- What is needed
Exactly as written, print each record in the listing.

- Dataset records
##########

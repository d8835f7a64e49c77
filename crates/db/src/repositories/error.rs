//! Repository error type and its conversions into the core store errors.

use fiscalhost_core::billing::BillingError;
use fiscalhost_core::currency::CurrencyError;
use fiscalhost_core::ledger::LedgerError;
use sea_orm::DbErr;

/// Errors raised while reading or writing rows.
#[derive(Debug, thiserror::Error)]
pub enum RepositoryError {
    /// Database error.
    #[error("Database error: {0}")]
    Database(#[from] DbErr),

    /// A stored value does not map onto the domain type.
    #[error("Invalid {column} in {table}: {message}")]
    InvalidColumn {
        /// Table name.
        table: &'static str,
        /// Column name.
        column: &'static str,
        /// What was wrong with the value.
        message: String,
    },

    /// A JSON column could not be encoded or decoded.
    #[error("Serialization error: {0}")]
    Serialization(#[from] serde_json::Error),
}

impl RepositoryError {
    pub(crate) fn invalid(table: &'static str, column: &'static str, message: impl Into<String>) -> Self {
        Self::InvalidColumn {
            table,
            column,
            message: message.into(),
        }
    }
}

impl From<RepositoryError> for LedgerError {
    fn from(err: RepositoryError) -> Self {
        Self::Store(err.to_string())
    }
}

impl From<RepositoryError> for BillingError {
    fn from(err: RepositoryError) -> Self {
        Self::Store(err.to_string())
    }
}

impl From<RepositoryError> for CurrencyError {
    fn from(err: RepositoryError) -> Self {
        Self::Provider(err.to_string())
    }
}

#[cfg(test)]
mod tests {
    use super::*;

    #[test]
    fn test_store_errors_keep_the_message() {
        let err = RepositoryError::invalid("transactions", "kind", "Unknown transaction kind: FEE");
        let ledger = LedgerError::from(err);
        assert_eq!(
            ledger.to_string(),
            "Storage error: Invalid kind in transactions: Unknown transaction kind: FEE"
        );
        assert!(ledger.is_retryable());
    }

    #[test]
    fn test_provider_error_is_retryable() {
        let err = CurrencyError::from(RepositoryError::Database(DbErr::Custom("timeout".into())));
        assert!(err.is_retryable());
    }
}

##########

- Task answer
repository d8835f7a64e49c77
filename crates/db/src/repositories/error.rs
//! Repository error type and its conversions into the core store errors.

use fiscalhost_core::billing::BillingError;
use fiscalhost_core::currency::CurrencyError;
use fiscalhost_core::ledger::LedgerError;
use sea_orm::DbErr;

/// Errors raised while reading or writing rows.
#[derive(Debug, thiserror::Error)]
pub enum RepositoryError {
    /// Database error.
    #[error("Database error: {0}")]
    Database(#[from] DbErr),

    /// A stored value does not map onto the domain type.
    #[error("Invalid {column} in {table}: {message}")]
    InvalidColumn {
        /// Table name.
        table: &'static str,
        /// Column name.
        column: &'static str,
        /// What was wrong with the value.
        message: String,
    },

    /// A JSON column could not be encoded or decoded.
    #[error("Serialization error: {0}")]
    Serialization(#[from] serde_json::Error),
}

impl RepositoryError {
    pub(crate) fn invalid(table: &'static str, column: &'static str, message: impl Into<String>) -> Self {
        Self::InvalidColumn {
            table,
            column,
            message: message.into(),
        }
    }
}

impl From<RepositoryError> for LedgerError {
    fn from(err: RepositoryError) -> Self {
        Self::Store(err.to_string())
    }
}

impl From<RepositoryError> for BillingError {
    fn from(err: RepositoryError) -> Self {
        Self::Store(err.to_string())
    }
}

impl From<RepositoryError> for CurrencyError {
    fn from(err: RepositoryError) -> Self {
        Self::Provider(err.to_string())
    }
}

#[cfg(test)]
mod tests {
    use super::*;

    #[test]
    fn test_store_errors_keep_the_message() {
        let err = RepositoryError::invalid("transactions", "kind", "Unknown transaction kind: FEE");
        let ledger = LedgerError::from(err);
        assert_eq!(
            ledger.to_string(),
            "Storage error: Invalid kind in transactions: Unknown transaction kind: FEE"
        );
        assert!(ledger.is_retryable());
    }

    #[test]
    fn test_provider_error_is_retryable() {
        let err = CurrencyError::from(RepositoryError::Database(DbErr::Custom("timeout".into())));
        assert!(err.is_retryable());
    }
}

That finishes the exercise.